Tison dan Rolin

Bab 18 Harus Kejam Caranya, Seperti Enam Tahun Yang Lalu

Meskipun ia dendam karena Tison telah mengambil keperawanannya.

Jika bukan karena Tison terus mencari dirinya, Rena juga tidak akan mencelakai dirinya!

Intinya, pria tampan didepan ini adalah biang keroknya.

Sebagai seorang perfurmer, Rolin telah bertemu banyak pria tampan di dalam maupun luar negri. Entah itu putra keluarga kaya ataupun bintang Hollywood. Namun jika dibandingkan dengan Tison, seketika orang-orang itu kehilangan kecemerlangan mereka.

Harus diakui, Tuhan memberikan tampang yang sangat baik kepada Tison.

Walaupun ia tertidur, itu bahkan tak dapat menyembunyikan ketampanannya. Masuk akal banyak wanita yang tergerak olehnya.

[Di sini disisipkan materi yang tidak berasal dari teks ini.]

use std::path::{Path, PathBuf};

use anyhow::{Context, Result};
use media_engine::EngineConfig;
use serde::Deserialize;

/// CLI configuration file.
#[derive(Debug, Default, Deserialize)]
#[serde(default)]
pub struct CliConfig {
    pub engine: EngineConfig,
    pub local: LocalConfig,
    pub sink: SinkConfig,
}

#[derive(Debug, Default, Deserialize)]
#[serde(default)]
pub struct LocalConfig {
    /// Directories searched by the local files plugin.
    pub library_dirs: Vec<PathBuf>,
}

#[derive(Clone, Debug, Deserialize)]
#[serde(default)]
pub struct SinkConfig {
    /// Track length the clock sink simulates and reports when the descriptor carries no duration.
    pub default_track_ms: u64,
    /// Position update period of the simulated clock.
    pub tick_ms: u64,
}

impl Default for SinkConfig {
    fn default() -> Self {
        Self {
            default_track_ms: 10_000,
            tick_ms: 250,
        }
    }
}

impl CliConfig {
    pub fn load(path: &Path) -> Result<Self> {
        let raw =
            std::fs::read_to_string(path).with_context(|| format!("read config {:?}", path))?;
        let cfg =
            toml::from_str::<CliConfig>(&raw).with_context(|| format!("parse config {:?}", path))?;
        cfg.engine.validate().context("invalid [engine] section")?;
        Ok(cfg)
    }
}

#[cfg(test)]
mod tests {
    use super::*;
    use std::time::{SystemTime, UNIX_EPOCH};

    #[test]
    fn load_reads_sections() {
        let nanos = SystemTime::now()
            .duration_since(UNIX_EPOCH)
            .unwrap()
            .as_nanos();
        let path = std::env::temp_dir().join(format!("media-engine-cli-{nanos}.toml"));
        std::fs::write(
            &path,
            "[engine]\nresolution_timeout_ms = 2000\n\n[local]\nlibrary_dirs = [\"/music\"]\n\n[sink]\ntick_ms = 100\n",
        )
        .unwrap();

        let cfg = CliConfig::load(&path).unwrap();

        assert_eq!(cfg.engine.resolution_timeout_ms, 2000);
        assert_eq!(cfg.engine.progress_interval_ms, 250);
        assert_eq!(cfg.local.library_dirs, [PathBuf::from("/music")]);
        assert_eq!(cfg.sink.tick_ms, 100);
        assert_eq!(cfg.sink.default_track_ms, 10_000);
        let _ = std::fs::remove_file(&path);
    }

    #[test]
    fn load_rejects_invalid_engine_section() {
        let nanos = SystemTime::now()
            .duration_since(UNIX_EPOCH)
            .unwrap()
            .as_nanos();
        let path = std::env::temp_dir().join(format!("media-engine-cli-bad-{nanos}.toml"));
        std::fs::write(&path, "[engine]\ninitial_volume = 3.0\n").unwrap();

        let err = CliConfig::load(&path).unwrap_err();

        assert!(format!("{err:#}").contains("initial_volume"));
        let _ = std::fs::remove_file(&path);
    }
}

Rolin duduk disofa, lagipula dia sudah bekerja cukup lama, sudah waktunya ia istirahat.

Dia menopang dagunya, menikmati keindahan didepan matanya.

Mengamatinya dengan cermat, terlihat mata Tison sedikit gelap.

Meski tidak terlihat jelas, tapi seharusnya itu berhubungan dengan istirahatnya.

Dulunya Rolin berpikir bahwa Rena ingin dirinya membuat parfum yang bisa membuat pria tidur nyenyak karena Tison sibuk dengan pekerjaan dan tidak mau istirahat.

Namun sekarang, jika dipikir-pikir, apakah jangan-jangan karena Tison memiliki masalah dengan tidurnya dan perlu aroma wewangian untuk membantunya tidur?

Itu sebabnya dia memaksa dirinya untuk tidur dengannya di kamar pribadinya pada siang hari setiap harinya.

"Rubah kecil..."

Bisikan yang mempesona terdengar ditelinga Rolin.

Dia tersadar, mendengar Tison sedang mengigau.

"Rubah Kecil", entah julukan untuk wanita mana yang memiliki hubungan dengannya!

Lebih baik cepat membalas dendam pada Rena, lalu kemudian pergi!